(Stored items)

// Copyright (C) 2026  winnyboy5
//
// This program is free software: you can redistribute it and/or modify
// it under the terms of the GNU Affero General Public License as published by
// the Free Software Foundation, either version 3 of the License, or
// (at your option) any later version.
//
// This program is distributed in the hope that it will be useful,
// but WITHOUT ANY WARRANTY; without even the implied warranty of
// MERCHANTABILITY or FITNESS FOR A PARTICULAR PURPOSE.  See the
// GNU Affero General Public License for more details.
//
// You should have received a copy of the GNU Affero General Public License
// along with this program.  If not, see <https://www.gnu.org/licenses/>.
//! Statistics snapshots read from a cache group.
//!
//! Counters are monotonic for the lifetime of the cache process; gauges are
//! instantaneous readings. All values are signed so deltas between two
//! snapshots can go negative when the source restarts.

use serde::{Deserialize, Serialize};
use std::fmt::Debug;

/// Group-wide monotonic counters.
#[derive(Debug, Clone, Copy, Default, PartialEq, Eq, Serialize, Deserialize)]
pub struct GroupCounters {
    /// Any get request, including from peers
    pub gets: i64,
    /// Either cache was good
    pub hits: i64,
    /// Either remote load or remote cache hit
    pub peer_loads: i64,
    /// Failed peer loads
    pub peer_errors: i64,
    /// Gets minus hits
    pub loads: i64,
    /// Loads after single-flight deduplication
    pub loads_deduped: i64,
    /// Total good local loads
    pub local_loads: i64,
    /// Total bad local loads
    pub local_load_errs: i64,
    /// Gets that came over the network from peers
    pub server_requests: i64,
    /// Requests refused because they came from another workspace
    pub crosstalk_refusals: i64,
}

/// Group statistics: counters plus the peer latency gauge.
#[derive(Debug, Clone, Copy, Default, PartialEq, Eq, Serialize, Deserialize)]
pub struct GroupStats {
    /// Monotonic group counters
    #[serde(flatten)]
    pub counters: GroupCounters,
    /// Slowest get-from-peers latency observed, in milliseconds
    pub get_from_peers_latency_slowest_ms: i64,
}

/// Monotonic counters of one cache partition.
#[derive(Debug, Clone, Copy, Default, PartialEq, Eq, Serialize, Deserialize)]
pub struct CacheCounters {
    /// Lookups in this partition
    pub gets: i64,
    /// Lookups that found the key
    pub hits: i64,
    /// Entries removed, for any reason
    pub evictions: i64,
    /// Evictions of entries that had not expired yet
    pub evictions_nonexpired: i64,
}

/// Statistics of one cache partition (main or hot).
#[derive(Debug, Clone, Copy, Default, PartialEq, Eq, Serialize, Deserialize)]
pub struct CacheTypeStats {
    /// Monotonic partition counters
    #[serde(flatten)]
    pub counters: CacheCounters,
    /// Entries currently held
    pub items: i64,
    /// Bytes currently held
    pub bytes: i64,
}

/// Point-in-time snapshot of one group.
#[derive(Debug, Clone, Copy, Default, PartialEq, Eq, Serialize, Deserialize)]
pub struct Stats {
    /// Group-wide statistics
    pub group: GroupStats,
    /// Keys this process owns
    pub main: CacheTypeStats,
    /// Keys borrowed from peers
    pub hot: CacheTypeStats,
}

/// Cache partition label used in the `type:` tag.
#[derive(Debug, Clone, Copy, PartialEq, Eq, Hash)]
pub enum CacheType {
    /// Keys this process owns
    Main,
    /// Popular keys owned by peers
    Hot,
}

impl CacheType {
    /// Both partitions in emission order
    pub const ALL: [CacheType; 2] = [CacheType::Main, CacheType::Hot];

    /// Value of the `type:` tag
    pub fn as_label(&self) -> &'static str {
        match self {
            CacheType::Main => "main",
            CacheType::Hot => "hot",
        }
    }

    /// Select this partition from a snapshot.
    pub fn of<'a>(&self, stats: &'a Stats) -> &'a CacheTypeStats {
        match self {
            CacheType::Main => &stats.main,
            CacheType::Hot => &stats.hot,
        }
    }
}

/// A named cache group that can be asked for its statistics.
///
/// Adapters for each cache library implement this. `collect` cannot fail:
/// an adapter that cannot read its cache reports zero or unchanged values.
pub trait StatsSource: Send + Sync + Debug {
    /// Group name, unique and stable for the life of the group
    fn name(&self) -> String;

    /// Read a fresh snapshot
    fn collect(&self) -> Stats;
}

Assignment: All that belongs in your answer is the stretch of entries above from the line with "Monotonic group counters" through the line with "in emission order", printed exactly.

Solution to this task:
    /// Monotonic group counters
    #[serde(flatten)]
    pub counters: GroupCounters,
    /// Slowest get-from-peers latency observed, in milliseconds
    pub get_from_peers_latency_slowest_ms: i64,
}

/// Monotonic counters of one cache partition.
#[derive(Debug, Clone, Copy, Default, PartialEq, Eq, Serialize, Deserialize)]
pub struct CacheCounters {
    /// Lookups in this partition
    pub gets: i64,
    /// Lookups that found the key
    pub hits: i64,
    /// Entries removed, for any reason
    pub evictions: i64,
    /// Evictions of entries that had not expired yet
    pub evictions_nonexpired: i64,
}

/// Statistics of one cache partition (main or hot).
#[derive(Debug, Clone, Copy, Default, PartialEq, Eq, Serialize, Deserialize)]
pub struct CacheTypeStats {
    /// Monotonic partition counters
    #[serde(flatten)]
    pub counters: CacheCounters,
    /// Entries currently held
    pub items: i64,
    /// Bytes currently held
    pub bytes: i64,
}

/// Point-in-time snapshot of one group.
#[derive(Debug, Clone, Copy, Default, PartialEq, Eq, Serialize, Deserialize)]
pub struct Stats {
    /// Group-wide statistics
    pub group: GroupStats,
    /// Keys this process owns
    pub main: CacheTypeStats,
    /// Keys borrowed from peers
    pub hot: CacheTypeStats,
}

/// Cache partition label used in the `type:` tag.
#[derive(Debug, Clone, Copy, PartialEq, Eq, Hash)]
pub enum CacheType {
    /// Keys this process owns
    Main,
    /// Popular keys owned by peers
    Hot,
}

impl CacheType {
    /// Both partitions in emission order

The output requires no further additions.